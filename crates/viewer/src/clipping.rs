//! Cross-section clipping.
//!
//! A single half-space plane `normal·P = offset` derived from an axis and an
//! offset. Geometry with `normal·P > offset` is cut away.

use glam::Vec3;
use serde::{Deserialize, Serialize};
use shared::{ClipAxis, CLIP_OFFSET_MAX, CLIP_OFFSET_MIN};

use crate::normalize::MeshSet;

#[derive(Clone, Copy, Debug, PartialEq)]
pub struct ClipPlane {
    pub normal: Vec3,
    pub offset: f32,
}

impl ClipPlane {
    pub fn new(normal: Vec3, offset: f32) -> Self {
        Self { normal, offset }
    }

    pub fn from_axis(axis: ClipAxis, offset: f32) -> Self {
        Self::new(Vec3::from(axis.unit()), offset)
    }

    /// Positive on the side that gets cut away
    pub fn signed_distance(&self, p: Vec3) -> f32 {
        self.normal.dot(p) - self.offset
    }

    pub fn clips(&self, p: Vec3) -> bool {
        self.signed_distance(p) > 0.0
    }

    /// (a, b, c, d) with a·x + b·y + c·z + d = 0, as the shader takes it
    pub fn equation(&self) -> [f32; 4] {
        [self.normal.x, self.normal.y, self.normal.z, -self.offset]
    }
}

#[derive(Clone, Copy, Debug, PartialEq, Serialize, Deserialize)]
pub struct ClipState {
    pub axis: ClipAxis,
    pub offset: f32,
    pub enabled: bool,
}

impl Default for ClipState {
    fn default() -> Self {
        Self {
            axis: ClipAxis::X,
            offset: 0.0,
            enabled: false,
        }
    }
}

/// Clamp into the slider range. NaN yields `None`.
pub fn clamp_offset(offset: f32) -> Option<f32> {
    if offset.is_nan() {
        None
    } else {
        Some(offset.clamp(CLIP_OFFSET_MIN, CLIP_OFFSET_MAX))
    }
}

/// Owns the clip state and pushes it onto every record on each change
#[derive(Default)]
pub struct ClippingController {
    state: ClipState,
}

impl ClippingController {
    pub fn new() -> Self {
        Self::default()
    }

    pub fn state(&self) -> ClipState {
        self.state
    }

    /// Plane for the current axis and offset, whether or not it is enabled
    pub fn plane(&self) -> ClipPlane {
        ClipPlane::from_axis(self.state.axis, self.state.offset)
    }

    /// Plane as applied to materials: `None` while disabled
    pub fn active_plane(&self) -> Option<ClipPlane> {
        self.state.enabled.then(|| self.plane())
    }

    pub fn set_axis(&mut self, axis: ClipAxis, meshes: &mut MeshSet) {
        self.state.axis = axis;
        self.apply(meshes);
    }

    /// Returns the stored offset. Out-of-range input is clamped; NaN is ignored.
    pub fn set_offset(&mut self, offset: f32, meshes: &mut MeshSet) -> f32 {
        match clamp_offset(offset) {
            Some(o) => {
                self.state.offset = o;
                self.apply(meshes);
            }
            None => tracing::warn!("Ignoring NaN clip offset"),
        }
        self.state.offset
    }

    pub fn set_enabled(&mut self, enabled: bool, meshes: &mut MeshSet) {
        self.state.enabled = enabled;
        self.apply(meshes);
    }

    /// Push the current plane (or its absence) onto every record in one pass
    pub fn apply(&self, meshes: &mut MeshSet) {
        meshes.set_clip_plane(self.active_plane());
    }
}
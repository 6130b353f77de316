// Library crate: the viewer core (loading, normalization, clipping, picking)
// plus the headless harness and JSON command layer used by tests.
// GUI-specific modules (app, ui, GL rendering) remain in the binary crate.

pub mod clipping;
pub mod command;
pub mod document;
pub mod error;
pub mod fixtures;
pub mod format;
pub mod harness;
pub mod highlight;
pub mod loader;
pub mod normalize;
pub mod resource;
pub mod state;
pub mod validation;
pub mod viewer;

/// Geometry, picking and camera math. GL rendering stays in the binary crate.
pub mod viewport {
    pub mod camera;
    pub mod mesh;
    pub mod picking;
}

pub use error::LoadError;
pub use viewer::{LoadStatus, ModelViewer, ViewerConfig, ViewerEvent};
-- -- --
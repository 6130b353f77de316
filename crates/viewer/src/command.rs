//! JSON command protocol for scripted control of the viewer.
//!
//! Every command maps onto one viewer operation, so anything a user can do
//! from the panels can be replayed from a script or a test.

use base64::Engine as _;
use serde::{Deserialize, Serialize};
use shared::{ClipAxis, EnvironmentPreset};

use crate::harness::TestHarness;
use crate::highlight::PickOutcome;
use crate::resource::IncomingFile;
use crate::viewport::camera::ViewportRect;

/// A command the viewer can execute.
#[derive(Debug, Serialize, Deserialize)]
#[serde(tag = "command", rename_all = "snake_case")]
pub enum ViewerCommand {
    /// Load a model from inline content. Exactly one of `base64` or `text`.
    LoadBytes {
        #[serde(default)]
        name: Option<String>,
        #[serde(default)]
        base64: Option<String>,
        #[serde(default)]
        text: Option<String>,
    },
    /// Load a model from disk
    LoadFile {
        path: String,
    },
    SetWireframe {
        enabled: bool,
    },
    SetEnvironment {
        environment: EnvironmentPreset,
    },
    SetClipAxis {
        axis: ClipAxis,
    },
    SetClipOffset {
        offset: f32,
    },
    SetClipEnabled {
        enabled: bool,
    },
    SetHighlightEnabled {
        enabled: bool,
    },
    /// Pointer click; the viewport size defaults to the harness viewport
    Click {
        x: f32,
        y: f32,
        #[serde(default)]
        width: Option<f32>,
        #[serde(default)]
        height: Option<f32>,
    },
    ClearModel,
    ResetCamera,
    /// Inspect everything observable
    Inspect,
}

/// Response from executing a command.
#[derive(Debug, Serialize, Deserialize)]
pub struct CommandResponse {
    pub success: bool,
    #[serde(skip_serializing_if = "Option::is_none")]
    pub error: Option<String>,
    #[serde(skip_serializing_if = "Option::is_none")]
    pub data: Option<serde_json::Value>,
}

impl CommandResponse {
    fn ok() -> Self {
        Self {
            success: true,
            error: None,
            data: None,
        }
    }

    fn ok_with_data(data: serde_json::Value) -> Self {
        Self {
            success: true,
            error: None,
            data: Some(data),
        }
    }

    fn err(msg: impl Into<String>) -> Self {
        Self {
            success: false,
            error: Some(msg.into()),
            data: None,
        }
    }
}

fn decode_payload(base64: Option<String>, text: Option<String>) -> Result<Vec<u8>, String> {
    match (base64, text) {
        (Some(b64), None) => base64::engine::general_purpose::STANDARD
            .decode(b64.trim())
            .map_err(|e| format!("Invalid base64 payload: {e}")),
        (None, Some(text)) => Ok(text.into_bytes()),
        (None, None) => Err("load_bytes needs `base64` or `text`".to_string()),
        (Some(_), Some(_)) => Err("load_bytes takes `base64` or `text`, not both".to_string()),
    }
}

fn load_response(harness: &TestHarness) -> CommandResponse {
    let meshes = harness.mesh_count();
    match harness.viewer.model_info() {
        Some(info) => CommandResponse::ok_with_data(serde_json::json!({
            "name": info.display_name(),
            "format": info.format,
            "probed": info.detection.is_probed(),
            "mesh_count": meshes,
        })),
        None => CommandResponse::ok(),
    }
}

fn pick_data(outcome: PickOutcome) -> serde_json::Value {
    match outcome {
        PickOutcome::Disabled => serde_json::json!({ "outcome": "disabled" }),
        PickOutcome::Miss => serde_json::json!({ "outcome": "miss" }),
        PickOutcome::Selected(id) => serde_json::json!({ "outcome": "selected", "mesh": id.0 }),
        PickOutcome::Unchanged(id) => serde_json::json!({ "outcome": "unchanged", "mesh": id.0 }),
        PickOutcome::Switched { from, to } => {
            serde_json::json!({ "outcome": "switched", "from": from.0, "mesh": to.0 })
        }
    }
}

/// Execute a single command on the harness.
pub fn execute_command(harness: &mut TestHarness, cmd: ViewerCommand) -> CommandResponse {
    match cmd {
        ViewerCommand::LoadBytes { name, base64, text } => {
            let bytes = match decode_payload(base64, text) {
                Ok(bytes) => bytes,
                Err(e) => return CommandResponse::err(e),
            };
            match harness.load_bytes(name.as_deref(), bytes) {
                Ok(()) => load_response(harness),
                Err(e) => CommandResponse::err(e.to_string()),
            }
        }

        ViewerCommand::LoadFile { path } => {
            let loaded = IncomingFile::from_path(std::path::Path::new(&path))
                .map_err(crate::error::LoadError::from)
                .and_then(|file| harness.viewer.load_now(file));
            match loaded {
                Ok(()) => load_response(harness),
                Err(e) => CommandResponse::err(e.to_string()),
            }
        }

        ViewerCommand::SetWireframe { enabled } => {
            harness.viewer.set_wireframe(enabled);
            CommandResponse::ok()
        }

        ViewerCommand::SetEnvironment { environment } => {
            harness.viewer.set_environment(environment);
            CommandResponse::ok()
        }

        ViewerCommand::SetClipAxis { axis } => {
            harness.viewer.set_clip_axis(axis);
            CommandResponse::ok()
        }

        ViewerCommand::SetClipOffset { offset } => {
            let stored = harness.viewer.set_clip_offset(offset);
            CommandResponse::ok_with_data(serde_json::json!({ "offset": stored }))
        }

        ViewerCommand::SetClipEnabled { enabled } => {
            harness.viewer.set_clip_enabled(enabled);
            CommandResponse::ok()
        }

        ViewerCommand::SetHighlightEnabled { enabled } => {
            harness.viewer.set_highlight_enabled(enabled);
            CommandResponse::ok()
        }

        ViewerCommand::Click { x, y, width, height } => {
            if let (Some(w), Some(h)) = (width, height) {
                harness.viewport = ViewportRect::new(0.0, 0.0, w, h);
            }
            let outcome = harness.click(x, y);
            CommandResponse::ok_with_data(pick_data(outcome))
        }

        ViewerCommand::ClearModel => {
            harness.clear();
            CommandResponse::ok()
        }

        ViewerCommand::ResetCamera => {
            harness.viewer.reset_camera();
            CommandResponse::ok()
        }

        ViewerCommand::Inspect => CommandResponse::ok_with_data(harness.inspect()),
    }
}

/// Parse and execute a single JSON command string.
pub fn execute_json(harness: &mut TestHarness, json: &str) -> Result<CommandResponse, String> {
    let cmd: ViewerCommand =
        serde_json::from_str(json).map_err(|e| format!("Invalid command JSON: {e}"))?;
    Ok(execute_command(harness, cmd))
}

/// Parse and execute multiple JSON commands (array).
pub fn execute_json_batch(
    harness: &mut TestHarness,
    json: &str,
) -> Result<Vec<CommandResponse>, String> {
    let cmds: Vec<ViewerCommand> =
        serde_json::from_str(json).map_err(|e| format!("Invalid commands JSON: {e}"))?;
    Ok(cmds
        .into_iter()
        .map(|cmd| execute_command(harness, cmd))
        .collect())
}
-- -- --
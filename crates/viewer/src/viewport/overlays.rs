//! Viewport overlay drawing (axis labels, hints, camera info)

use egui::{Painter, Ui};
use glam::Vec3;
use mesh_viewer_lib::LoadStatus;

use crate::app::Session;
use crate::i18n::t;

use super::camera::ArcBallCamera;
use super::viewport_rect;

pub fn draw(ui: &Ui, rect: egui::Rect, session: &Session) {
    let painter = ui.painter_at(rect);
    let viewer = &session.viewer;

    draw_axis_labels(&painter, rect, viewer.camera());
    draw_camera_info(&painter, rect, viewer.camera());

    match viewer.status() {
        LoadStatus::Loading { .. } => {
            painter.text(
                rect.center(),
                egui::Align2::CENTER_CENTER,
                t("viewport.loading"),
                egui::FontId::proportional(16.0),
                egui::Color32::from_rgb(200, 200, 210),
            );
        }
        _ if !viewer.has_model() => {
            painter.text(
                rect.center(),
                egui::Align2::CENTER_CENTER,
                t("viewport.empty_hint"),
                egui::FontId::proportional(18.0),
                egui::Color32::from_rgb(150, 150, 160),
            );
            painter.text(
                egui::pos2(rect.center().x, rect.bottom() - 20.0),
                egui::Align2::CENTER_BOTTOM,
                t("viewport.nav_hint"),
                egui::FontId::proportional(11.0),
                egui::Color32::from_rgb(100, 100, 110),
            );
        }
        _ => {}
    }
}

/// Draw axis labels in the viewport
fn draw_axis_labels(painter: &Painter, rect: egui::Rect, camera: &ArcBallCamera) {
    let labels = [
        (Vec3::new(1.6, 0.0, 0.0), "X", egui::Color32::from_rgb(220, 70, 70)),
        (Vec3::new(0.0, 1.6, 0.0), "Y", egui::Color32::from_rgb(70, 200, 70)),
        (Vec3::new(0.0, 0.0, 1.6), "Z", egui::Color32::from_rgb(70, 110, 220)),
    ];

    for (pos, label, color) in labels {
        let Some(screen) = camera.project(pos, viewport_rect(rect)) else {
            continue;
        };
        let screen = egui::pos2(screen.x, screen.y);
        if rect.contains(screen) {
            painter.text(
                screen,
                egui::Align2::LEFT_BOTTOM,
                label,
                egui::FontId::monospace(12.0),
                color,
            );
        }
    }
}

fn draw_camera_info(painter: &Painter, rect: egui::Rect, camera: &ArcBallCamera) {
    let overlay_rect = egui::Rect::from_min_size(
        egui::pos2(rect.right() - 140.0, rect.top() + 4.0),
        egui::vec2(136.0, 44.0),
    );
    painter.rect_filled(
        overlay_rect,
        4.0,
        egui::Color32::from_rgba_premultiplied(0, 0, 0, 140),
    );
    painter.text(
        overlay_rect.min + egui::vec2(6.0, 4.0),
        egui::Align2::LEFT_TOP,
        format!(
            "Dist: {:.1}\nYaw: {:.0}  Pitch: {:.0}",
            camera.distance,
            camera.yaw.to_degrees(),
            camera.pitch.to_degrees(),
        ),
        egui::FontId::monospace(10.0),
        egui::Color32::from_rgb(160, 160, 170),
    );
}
-- -- --
- _Work to be completed_:
Look in the material above for the line with "filename crates/viewer/src/clipping.rs" and the line with "use crate::normalize::MeshSet;", and transcribe exactly those lines and all lines between them, nothing more.

- _Expected answer_:
filename crates/viewer/src/clipping.rs
//! Cross-section clipping.
//!
//! A single half-space plane `normal·P = offset` derived from an axis and an
//! offset. Geometry with `normal·P > offset` is cut away.

use glam::Vec3;
use serde::{Deserialize, Serialize};
use shared::{ClipAxis, CLIP_OFFSET_MAX, CLIP_OFFSET_MIN};

use crate::normalize::MeshSet;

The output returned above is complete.